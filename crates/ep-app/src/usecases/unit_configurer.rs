//! Use case for rendering and registering the service unit.

use std::sync::Arc;

use ep_core::ports::{HostFilesystemPort, ServiceManagerPort};
use ep_core::service::templates;
use ep_core::{InitVariant, ServiceLayout};
use tracing::{debug, info, warn};

#[derive(Debug, Clone, Copy, PartialEq, Eq)]
pub enum UnitOutcome {
    /// Unit written. `enabled` is false when registration failed or does not apply.
    Rendered { enabled: bool },
    /// A systemd unit already existed; nothing was rendered or enabled.
    AlreadyPresent,
}

/// Renders exactly one of the two unit templates for the host's init variant.
///
/// ## Behavior
/// - Upstart: the job file is rendered on every call and never enabled.
/// - Systemd: render and `enable` only when no unit file exists yet. A failed
///   `enable` is logged and swallowed; start-on-boot is best effort.
pub struct EnsureServiceUnit {
    fs: Arc<dyn HostFilesystemPort>,
    services: Arc<dyn ServiceManagerPort>,
    layout: ServiceLayout,
}

impl EnsureServiceUnit {
    pub fn new(
        fs: Arc<dyn HostFilesystemPort>,
        services: Arc<dyn ServiceManagerPort>,
        layout: ServiceLayout,
    ) -> Self {
        Self {
            fs,
            services,
            layout,
        }
    }

    pub async fn execute(&self, variant: InitVariant) -> anyhow::Result<UnitOutcome> {
        let path = self.layout.unit_path(variant);
        match variant {
            InitVariant::Upstart => {
                let job = templates::upstart_job(&self.layout);
                self.fs
                    .write_file(path, job.as_bytes(), ServiceLayout::RENDERED_FILE_MODE)
                    .await?;
                info!(path = %path.display(), "rendered upstart job");
                Ok(UnitOutcome::Rendered { enabled: false })
            }
            InitVariant::Systemd => {
                if self.fs.exists(path).await {
                    debug!(path = %path.display(), "systemd unit already present");
                    return Ok(UnitOutcome::AlreadyPresent);
                }

                let unit = templates::systemd_unit(&self.layout);
                self.fs
                    .write_file(path, unit.as_bytes(), ServiceLayout::RENDERED_FILE_MODE)
                    .await?;
                info!(path = %path.display(), "rendered systemd unit");

                let enabled = match self.services.enable(&self.layout.service_name).await {
                    Ok(()) => true,
                    Err(err) => {
                        warn!(
                            service = %self.layout.service_name,
                            error = %err,
                            "service enable failed; continuing without start-on-boot"
                        );
                        false
                    }
                };
                Ok(UnitOutcome::Rendered { enabled })
            }
        }
    }
}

-=-=-

> **What the task asks**: Give the listing above again in full, with no word altered.

> **Your solution**:
filename crates/ep-app/src/usecases/unit_configurer.rs
//! Use case for rendering and registering the service unit.

use std::sync::Arc;

use ep_core::ports::{HostFilesystemPort, ServiceManagerPort};
use ep_core::service::templates;
use ep_core::{InitVariant, ServiceLayout};
use tracing::{debug, info, warn};

#[derive(Debug, Clone, Copy, PartialEq, Eq)]
pub enum UnitOutcome {
    /// Unit written. `enabled` is false when registration failed or does not apply.
    Rendered { enabled: bool },
    /// A systemd unit already existed; nothing was rendered or enabled.
    AlreadyPresent,
}

/// Renders exactly one of the two unit templates for the host's init variant.
///
/// ## Behavior
/// - Upstart: the job file is rendered on every call and never enabled.
/// - Systemd: render and `enable` only when no unit file exists yet. A failed
///   `enable` is logged and swallowed; start-on-boot is best effort.
pub struct EnsureServiceUnit {
    fs: Arc<dyn HostFilesystemPort>,
    services: Arc<dyn ServiceManagerPort>,
    layout: ServiceLayout,
}

impl EnsureServiceUnit {
    pub fn new(
        fs: Arc<dyn HostFilesystemPort>,
        services: Arc<dyn ServiceManagerPort>,
        layout: ServiceLayout,
    ) -> Self {
        Self {
            fs,
            services,
            layout,
        }
    }

    pub async fn execute(&self, variant: InitVariant) -> anyhow::Result<UnitOutcome> {
        let path = self.layout.unit_path(variant);
        match variant {
            InitVariant::Upstart => {
                let job = templates::upstart_job(&self.layout);
                self.fs
                    .write_file(path, job.as_bytes(), ServiceLayout::RENDERED_FILE_MODE)
                    .await?;
                info!(path = %path.display(), "rendered upstart job");
                Ok(UnitOutcome::Rendered { enabled: false })
            }
            InitVariant::Systemd => {
                if self.fs.exists(path).await {
                    debug!(path = %path.display(), "systemd unit already present");
                    return Ok(UnitOutcome::AlreadyPresent);
                }

                let unit = templates::systemd_unit(&self.layout);
                self.fs
                    .write_file(path, unit.as_bytes(), ServiceLayout::RENDERED_FILE_MODE)
                    .await?;
                info!(path = %path.display(), "rendered systemd unit");

                let enabled = match self.services.enable(&self.layout.service_name).await {
                    Ok(()) => true,
                    Err(err) => {
                        warn!(
                            service = %self.layout.service_name,
                            error = %err,
                            "service enable failed; continuing without start-on-boot"
                        );
                        false
                    }
                };
                Ok(UnitOutcome::Rendered { enabled })
            }
        }
    }
}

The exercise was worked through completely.